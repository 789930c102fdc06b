//! Offset pagination and sorting for order listings.
//!
//! A [`PageRequest`] names a zero-based page, a page size and a [`Sort`].
//! [`Page::from_items`] cuts that page out of a sorted result set and
//! reports where it sits among the other pages, so callers can build
//! navigation links.

use crate::order::Order;
use serde::{Deserialize, Serialize};
use std::cmp::Ordering;
use std::fmt;
use std::str::FromStr;
use thiserror::Error;

/// Largest page size a caller may request.
pub const MAX_PAGE_SIZE: u32 = 100;

/// Default page size when the caller does not ask for one.
pub const DEFAULT_PAGE_SIZE: u32 = 10;

/// Rejected paging or sorting parameters.
#[derive(Error, Debug, Clone, PartialEq, Eq)]
pub enum PageError {
    /// Negative or oversized page index.
    #[error("page must be a non-negative index, got {0}")]
    InvalidPage(i64),

    /// Page size outside `1..=MAX_PAGE_SIZE`.
    #[error("size must be between 1 and {MAX_PAGE_SIZE}, got {0}")]
    InvalidSize(i64),

    /// `orderBy` names no sortable field.
    #[error("cannot sort by {0:?}")]
    UnknownSortField(String),

    /// `order` is neither `ASC` nor `DESC`.
    #[error("order must be ASC or DESC, got {0:?}")]
    UnknownDirection(String),
}

/// Order attribute a listing can be sorted by.
#[derive(Clone, Copy, Debug, Default, PartialEq, Eq, Hash, Serialize, Deserialize)]
#[serde(rename_all = "camelCase")]
pub enum SortField {
    /// Order id.
    Id,
    /// Creation time.
    #[default]
    CreatedAt,
    /// Last modification time.
    UpdatedAt,
    /// Order total.
    Total,
    /// Number of books.
    TotalBooks,
    /// Shop id.
    ShopId,
    /// Client id.
    ClientId,
    /// Registering user id.
    UserId,
}

impl SortField {
    /// Query-string name of the field.
    #[must_use]
    pub const fn as_str(self) -> &'static str {
        match self {
            Self::Id => "id",
            Self::CreatedAt => "createdAt",
            Self::UpdatedAt => "updatedAt",
            Self::Total => "total",
            Self::TotalBooks => "totalBooks",
            Self::ShopId => "shopId",
            Self::ClientId => "clientId",
            Self::UserId => "userId",
        }
    }

    fn compare(self, a: &Order, b: &Order) -> Ordering {
        match self {
            Self::Id => a.id.cmp(&b.id),
            Self::CreatedAt => a.created_at.cmp(&b.created_at),
            Self::UpdatedAt => a.updated_at.cmp(&b.updated_at),
            Self::Total => a.total.cmp(&b.total),
            Self::TotalBooks => a.total_books.cmp(&b.total_books),
            Self::ShopId => a.shop_id.as_str().cmp(b.shop_id.as_str()),
            Self::ClientId => a.client_id.as_str().cmp(b.client_id.as_str()),
            Self::UserId => a.user_id.as_str().cmp(b.user_id.as_str()),
        }
    }
}

impl fmt::Display for SortField {
    fn fmt(&self, f: &mut fmt::Formatter<'_>) -> fmt::Result {
        f.write_str(self.as_str())
    }
}

impl FromStr for SortField {
    type Err = PageError;

    fn from_str(s: &str) -> Result<Self, Self::Err> {
        [
            Self::Id,
            Self::CreatedAt,
            Self::UpdatedAt,
            Self::Total,
            Self::TotalBooks,
            Self::ShopId,
            Self::ClientId,
            Self::UserId,
        ]
        .into_iter()
        .find(|field| field.as_str() == s.trim())
        .ok_or_else(|| PageError::UnknownSortField(s.to_string()))
    }
}

/// Sort direction.
#[derive(Clone, Copy, Debug, Default, PartialEq, Eq, Hash, Serialize, Deserialize)]
#[serde(rename_all = "UPPERCASE")]
pub enum Direction {
    /// Smallest first.
    #[default]
    Asc,
    /// Largest first.
    Desc,
}

impl Direction {
    /// Query-string name of the direction.
    #[must_use]
    pub const fn as_str(self) -> &'static str {
        match self {
            Self::Asc => "ASC",
            Self::Desc => "DESC",
        }
    }
}

impl fmt::Display for Direction {
    fn fmt(&self, f: &mut fmt::Formatter<'_>) -> fmt::Result {
        f.write_str(self.as_str())
    }
}

impl FromStr for Direction {
    type Err = PageError;

    fn from_str(s: &str) -> Result<Self, Self::Err> {
        match s.trim().to_ascii_uppercase().as_str() {
            "ASC" => Ok(Self::Asc),
            "DESC" => Ok(Self::Desc),
            _ => Err(PageError::UnknownDirection(s.to_string())),
        }
    }
}

/// How a listing is ordered.
///
/// Ties on the chosen field fall back to creation time, then id, so the
/// order is total and pages never overlap.
#[derive(Clone, Copy, Debug, Default, PartialEq, Eq, Serialize, Deserialize)]
#[serde(rename_all = "camelCase")]
pub struct Sort {
    /// Field compared first.
    #[serde(rename = "sortBy")]
    pub field: SortField,
    /// Direction applied to the whole ordering.
    pub direction: Direction,
}

impl Sort {
    /// Sort by `field` in `direction`.
    #[must_use]
    pub const fn new(field: SortField, direction: Direction) -> Self {
        Self { field, direction }
    }

    /// Compares two orders under this sort.
    #[must_use]
    pub fn compare(&self, a: &Order, b: &Order) -> Ordering {
        let ordering = self
            .field
            .compare(a, b)
            .then_with(|| a.created_at.cmp(&b.created_at))
            .then_with(|| a.id.cmp(&b.id));

        match self.direction {
            Direction::Asc => ordering,
            Direction::Desc => ordering.reverse(),
        }
    }

    /// Sorts `orders` in place.
    pub fn apply(&self, orders: &mut [Order]) {
        orders.sort_by(|a, b| self.compare(a, b));
    }
}

/// Zero-based page request.
#[derive(Clone, Copy, Debug, PartialEq, Eq)]
pub struct PageRequest {
    page: u32,
    size: u32,
    sort: Sort,
}

impl PageRequest {
    /// Creates a request; `size` is clamped to `1..=MAX_PAGE_SIZE`.
    #[must_use]
    pub fn new(page: u32, size: u32) -> Self {
        Self {
            page,
            size: size.clamp(1, MAX_PAGE_SIZE),
            sort: Sort::default(),
        }
    }

    /// Creates a request from caller input, rejecting out-of-range values.
    ///
    /// # Errors
    ///
    /// - [`PageError::InvalidPage`]: `page` is negative
    /// - [`PageError::InvalidSize`]: `size` is outside `1..=MAX_PAGE_SIZE`
    pub fn checked(page: i64, size: i64) -> Result<Self, PageError> {
        let page = u32::try_from(page).map_err(|_| PageError::InvalidPage(page))?;
        let size = u32::try_from(size)
            .ok()
            .filter(|size| (1..=MAX_PAGE_SIZE).contains(size))
            .ok_or(PageError::InvalidSize(size))?;

        Ok(Self {
            page,
            size,
            sort: Sort::default(),
        })
    }

    /// Replaces the sort.
    #[must_use]
    pub const fn with_sort(mut self, sort: Sort) -> Self {
        self.sort = sort;
        self
    }

    /// Zero-based page index.
    #[must_use]
    pub const fn page(&self) -> u32 {
        self.page
    }

    /// Items per page.
    #[must_use]
    pub const fn size(&self) -> u32 {
        self.size
    }

    /// Requested ordering.
    #[must_use]
    pub const fn sort(&self) -> Sort {
        self.sort
    }

    /// Index of the first item on this page.
    #[must_use]
    pub fn offset(&self) -> usize {
        (self.page as usize).saturating_mul(self.size as usize)
    }
}

impl Default for PageRequest {
    fn default() -> Self {
        Self::new(0, DEFAULT_PAGE_SIZE)
    }
}

/// One page of results.
#[derive(Clone, Debug, PartialEq, Eq, Serialize, Deserialize)]
#[serde(rename_all = "camelCase")]
pub struct Page<T> {
    /// Items on this page.
    pub content: Vec<T>,
    /// Zero-based page index.
    pub page: u32,
    /// Requested page size.
    pub size: u32,
    /// Items across all pages.
    pub total_elements: u64,
    /// Number of pages.
    pub total_pages: u64,
    /// Ordering the items were cut from.
    #[serde(flatten)]
    pub sort: Sort,
}

impl<T> Page<T> {
    /// Cuts the requested page out of the full, already sorted result set.
    #[must_use]
    pub fn from_items(items: Vec<T>, request: PageRequest) -> Self {
        let total_elements = items.len() as u64;
        let total_pages = total_elements.div_ceil(u64::from(request.size()));
        let content = items
            .into_iter()
            .skip(request.offset())
            .take(request.size() as usize)
            .collect();

        Self {
            content,
            page: request.page(),
            size: request.size(),
            total_elements,
            total_pages,
            sort: request.sort(),
        }
    }

    /// Whether a later page holds items.
    #[must_use]
    pub fn has_next(&self) -> bool {
        u64::from(self.page) + 1 < self.total_pages
    }

    /// Whether an earlier page exists.
    #[must_use]
    pub const fn has_previous(&self) -> bool {
        self.page > 0
    }

    /// Index of the last page; zero when there are no items.
    #[must_use]
    pub const fn last_page(&self) -> u64 {
        self.total_pages.saturating_sub(1)
    }
}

§ §

> Required work
Tally each line above that includes "bool". Reply with the total only.

> Solution
2